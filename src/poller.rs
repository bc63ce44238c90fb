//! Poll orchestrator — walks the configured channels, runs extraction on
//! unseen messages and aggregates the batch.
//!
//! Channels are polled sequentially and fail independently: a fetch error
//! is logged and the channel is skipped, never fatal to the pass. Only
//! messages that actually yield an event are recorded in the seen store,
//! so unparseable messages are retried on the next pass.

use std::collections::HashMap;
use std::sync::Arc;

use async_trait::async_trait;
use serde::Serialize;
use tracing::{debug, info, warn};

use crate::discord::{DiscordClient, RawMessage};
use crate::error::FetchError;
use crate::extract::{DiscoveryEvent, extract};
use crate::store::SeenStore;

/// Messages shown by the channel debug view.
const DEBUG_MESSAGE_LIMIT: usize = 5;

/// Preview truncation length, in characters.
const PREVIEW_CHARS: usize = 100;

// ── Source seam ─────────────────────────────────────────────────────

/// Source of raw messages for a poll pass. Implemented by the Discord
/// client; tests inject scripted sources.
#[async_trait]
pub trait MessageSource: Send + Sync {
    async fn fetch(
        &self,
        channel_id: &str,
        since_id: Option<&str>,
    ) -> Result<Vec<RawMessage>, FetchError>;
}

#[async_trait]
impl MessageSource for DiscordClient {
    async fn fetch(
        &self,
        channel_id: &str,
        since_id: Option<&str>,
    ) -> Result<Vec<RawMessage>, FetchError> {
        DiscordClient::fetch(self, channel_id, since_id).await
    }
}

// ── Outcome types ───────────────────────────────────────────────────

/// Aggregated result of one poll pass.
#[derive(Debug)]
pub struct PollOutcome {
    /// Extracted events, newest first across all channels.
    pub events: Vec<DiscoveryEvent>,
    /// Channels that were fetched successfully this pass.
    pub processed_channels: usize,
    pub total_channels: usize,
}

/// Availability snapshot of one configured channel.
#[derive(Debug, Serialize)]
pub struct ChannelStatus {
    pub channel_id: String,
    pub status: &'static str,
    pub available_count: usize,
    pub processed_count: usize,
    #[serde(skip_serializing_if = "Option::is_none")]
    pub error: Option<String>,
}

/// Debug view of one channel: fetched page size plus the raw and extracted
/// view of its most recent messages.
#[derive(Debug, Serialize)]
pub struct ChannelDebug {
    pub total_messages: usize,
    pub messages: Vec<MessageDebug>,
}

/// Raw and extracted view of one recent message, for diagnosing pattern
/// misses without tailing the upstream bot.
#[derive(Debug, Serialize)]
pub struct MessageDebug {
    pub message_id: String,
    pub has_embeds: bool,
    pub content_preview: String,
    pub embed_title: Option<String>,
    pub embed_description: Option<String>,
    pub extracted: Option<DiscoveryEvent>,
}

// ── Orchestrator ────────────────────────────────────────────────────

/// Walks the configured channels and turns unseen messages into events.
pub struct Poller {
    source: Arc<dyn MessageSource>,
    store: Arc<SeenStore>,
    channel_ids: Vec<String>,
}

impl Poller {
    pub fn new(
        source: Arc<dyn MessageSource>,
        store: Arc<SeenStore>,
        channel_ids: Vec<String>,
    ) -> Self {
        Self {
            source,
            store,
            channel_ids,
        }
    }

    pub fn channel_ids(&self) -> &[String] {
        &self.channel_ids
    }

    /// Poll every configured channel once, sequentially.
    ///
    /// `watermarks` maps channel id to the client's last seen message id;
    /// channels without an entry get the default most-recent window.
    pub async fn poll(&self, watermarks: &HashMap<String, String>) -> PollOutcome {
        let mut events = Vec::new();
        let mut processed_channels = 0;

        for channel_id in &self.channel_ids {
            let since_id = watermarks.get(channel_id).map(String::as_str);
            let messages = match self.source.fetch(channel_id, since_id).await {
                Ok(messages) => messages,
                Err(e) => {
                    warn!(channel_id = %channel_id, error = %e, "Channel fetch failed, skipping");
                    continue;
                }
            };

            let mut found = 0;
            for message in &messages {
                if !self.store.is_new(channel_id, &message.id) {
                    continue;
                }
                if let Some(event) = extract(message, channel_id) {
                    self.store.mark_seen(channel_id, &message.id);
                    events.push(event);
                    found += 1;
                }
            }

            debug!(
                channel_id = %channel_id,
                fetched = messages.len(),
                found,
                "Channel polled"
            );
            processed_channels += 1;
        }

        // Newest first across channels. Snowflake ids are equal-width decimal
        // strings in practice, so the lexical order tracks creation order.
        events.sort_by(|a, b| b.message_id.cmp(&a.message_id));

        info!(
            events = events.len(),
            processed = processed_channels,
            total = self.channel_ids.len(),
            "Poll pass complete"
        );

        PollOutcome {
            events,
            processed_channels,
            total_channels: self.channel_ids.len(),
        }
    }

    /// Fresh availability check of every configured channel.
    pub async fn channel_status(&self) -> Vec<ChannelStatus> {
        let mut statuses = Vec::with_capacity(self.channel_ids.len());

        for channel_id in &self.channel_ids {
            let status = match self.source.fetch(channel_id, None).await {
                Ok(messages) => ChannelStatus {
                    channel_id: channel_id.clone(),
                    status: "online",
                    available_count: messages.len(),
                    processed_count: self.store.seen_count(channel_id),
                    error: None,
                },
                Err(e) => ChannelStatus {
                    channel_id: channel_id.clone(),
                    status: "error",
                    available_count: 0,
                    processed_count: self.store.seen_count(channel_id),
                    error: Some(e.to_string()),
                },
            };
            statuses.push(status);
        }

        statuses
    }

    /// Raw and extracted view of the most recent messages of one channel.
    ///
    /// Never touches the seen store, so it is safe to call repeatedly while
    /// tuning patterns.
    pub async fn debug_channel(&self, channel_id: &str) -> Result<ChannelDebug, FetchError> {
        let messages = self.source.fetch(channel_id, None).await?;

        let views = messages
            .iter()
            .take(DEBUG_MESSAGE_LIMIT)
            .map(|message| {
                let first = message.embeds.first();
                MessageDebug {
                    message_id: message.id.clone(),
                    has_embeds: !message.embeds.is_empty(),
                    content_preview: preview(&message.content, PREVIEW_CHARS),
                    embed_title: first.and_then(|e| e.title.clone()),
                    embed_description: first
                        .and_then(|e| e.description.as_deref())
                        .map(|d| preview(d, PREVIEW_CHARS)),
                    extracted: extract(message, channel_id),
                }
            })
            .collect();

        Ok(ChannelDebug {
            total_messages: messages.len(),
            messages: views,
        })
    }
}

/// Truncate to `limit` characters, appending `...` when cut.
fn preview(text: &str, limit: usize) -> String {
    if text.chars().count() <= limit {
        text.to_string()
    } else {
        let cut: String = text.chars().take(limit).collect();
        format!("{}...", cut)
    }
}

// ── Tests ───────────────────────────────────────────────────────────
+-------+
TASK REQUIREMENTS
Tell how many lines in the material above have the string "characters", using only the number.

RESPONSE AREA
2